Activity ▸ After locating the line with "is dropped mid-inference." in the data that follows, return it and every later line exactly, up to and including the line with "pub mod pipeline;".

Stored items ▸

------------------------------

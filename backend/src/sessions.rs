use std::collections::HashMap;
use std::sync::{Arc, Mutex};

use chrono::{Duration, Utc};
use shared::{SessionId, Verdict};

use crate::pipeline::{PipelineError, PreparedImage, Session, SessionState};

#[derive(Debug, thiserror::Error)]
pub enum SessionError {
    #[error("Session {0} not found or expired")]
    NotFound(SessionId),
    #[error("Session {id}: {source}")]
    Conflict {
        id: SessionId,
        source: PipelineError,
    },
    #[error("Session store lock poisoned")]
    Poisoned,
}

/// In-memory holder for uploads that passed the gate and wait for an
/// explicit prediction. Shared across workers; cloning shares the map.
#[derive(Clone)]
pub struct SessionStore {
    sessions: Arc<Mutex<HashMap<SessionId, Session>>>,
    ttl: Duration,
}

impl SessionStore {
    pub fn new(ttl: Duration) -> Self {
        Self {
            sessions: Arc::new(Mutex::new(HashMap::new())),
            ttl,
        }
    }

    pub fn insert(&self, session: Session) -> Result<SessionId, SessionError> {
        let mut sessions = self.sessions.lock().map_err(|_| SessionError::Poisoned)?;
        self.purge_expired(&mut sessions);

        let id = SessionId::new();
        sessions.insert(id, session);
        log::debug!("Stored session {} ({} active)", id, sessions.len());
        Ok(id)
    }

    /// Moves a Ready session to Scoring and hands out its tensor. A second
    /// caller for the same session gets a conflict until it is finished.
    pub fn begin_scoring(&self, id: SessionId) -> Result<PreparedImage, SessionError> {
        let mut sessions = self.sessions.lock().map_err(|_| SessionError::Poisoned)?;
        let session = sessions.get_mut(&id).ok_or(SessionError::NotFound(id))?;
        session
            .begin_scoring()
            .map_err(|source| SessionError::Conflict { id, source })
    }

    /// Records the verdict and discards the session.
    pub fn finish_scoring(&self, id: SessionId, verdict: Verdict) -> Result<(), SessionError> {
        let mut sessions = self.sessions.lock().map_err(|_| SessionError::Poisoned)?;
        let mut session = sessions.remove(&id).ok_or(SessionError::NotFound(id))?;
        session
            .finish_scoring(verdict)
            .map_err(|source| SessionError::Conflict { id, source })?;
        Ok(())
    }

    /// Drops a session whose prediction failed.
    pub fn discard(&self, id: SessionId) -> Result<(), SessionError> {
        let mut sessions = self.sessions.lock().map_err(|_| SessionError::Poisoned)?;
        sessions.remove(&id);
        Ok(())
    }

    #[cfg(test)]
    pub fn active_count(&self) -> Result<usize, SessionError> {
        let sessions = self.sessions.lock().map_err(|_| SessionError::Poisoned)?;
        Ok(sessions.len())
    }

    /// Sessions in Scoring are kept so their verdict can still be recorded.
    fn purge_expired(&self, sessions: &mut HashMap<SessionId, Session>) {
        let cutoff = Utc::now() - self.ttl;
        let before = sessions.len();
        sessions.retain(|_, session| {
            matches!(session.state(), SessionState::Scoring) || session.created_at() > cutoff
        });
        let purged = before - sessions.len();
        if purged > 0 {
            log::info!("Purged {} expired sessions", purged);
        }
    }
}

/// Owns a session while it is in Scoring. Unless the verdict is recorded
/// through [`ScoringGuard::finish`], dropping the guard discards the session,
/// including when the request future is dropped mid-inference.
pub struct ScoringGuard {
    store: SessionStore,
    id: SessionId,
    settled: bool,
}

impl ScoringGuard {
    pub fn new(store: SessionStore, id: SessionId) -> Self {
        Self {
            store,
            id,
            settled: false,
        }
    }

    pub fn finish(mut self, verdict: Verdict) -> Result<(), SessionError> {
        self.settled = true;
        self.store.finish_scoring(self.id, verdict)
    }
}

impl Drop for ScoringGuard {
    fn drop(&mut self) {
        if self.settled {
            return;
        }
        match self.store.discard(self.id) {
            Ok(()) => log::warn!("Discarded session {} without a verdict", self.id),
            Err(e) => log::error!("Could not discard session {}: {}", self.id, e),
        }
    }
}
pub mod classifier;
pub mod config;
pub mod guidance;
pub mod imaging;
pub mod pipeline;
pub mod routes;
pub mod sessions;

------------------------------

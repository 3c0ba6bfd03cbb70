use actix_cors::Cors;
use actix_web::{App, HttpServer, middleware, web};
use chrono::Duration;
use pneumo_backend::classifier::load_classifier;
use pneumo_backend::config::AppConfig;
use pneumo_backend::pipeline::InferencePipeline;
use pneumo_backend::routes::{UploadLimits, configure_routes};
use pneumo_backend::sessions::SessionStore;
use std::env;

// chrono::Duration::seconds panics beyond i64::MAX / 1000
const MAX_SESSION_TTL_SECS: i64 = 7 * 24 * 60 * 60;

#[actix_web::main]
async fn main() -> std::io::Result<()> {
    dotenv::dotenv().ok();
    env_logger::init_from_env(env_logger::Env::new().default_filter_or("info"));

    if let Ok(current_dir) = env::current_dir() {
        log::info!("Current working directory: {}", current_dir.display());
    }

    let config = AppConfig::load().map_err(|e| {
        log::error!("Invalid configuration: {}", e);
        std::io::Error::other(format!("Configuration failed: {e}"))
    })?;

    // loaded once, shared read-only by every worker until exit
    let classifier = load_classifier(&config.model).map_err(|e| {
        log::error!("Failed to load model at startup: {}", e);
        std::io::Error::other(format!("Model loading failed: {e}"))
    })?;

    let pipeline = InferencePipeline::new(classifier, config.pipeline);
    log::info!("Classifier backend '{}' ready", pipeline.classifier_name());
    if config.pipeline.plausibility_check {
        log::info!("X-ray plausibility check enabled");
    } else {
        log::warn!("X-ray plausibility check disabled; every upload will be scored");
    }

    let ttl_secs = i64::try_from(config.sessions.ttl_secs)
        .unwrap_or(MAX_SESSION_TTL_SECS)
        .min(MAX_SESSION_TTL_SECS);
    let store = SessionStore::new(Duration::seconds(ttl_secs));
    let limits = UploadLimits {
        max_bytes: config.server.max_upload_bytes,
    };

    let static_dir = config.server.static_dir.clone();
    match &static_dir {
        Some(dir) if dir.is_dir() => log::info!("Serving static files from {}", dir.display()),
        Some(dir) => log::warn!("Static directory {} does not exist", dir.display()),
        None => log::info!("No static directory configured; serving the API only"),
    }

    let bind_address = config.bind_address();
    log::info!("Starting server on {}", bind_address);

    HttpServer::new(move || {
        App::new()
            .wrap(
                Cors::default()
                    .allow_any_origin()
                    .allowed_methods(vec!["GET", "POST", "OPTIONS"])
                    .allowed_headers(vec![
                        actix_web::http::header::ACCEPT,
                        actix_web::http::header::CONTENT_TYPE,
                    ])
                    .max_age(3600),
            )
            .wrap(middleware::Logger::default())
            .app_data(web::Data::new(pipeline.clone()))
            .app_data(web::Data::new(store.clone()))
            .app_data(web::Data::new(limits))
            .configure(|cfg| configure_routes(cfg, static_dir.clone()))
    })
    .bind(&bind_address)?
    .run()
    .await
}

------------------------------

Output of the task ▸
/// including when the request future is dropped mid-inference.
pub struct ScoringGuard {
    store: SessionStore,
    id: SessionId,
    settled: bool,
}

impl ScoringGuard {
    pub fn new(store: SessionStore, id: SessionId) -> Self {
        Self {
            store,
            id,
            settled: false,
        }
    }

    pub fn finish(mut self, verdict: Verdict) -> Result<(), SessionError> {
        self.settled = true;
        self.store.finish_scoring(self.id, verdict)
    }
}

impl Drop for ScoringGuard {
    fn drop(&mut self) {
        if self.settled {
            return;
        }
        match self.store.discard(self.id) {
            Ok(()) => log::warn!("Discarded session {} without a verdict", self.id),
            Err(e) => log::error!("Could not discard session {}: {}", self.id, e),
        }
    }
}
pub mod classifier;
pub mod config;
pub mod guidance;
pub mod imaging;
pub mod pipeline;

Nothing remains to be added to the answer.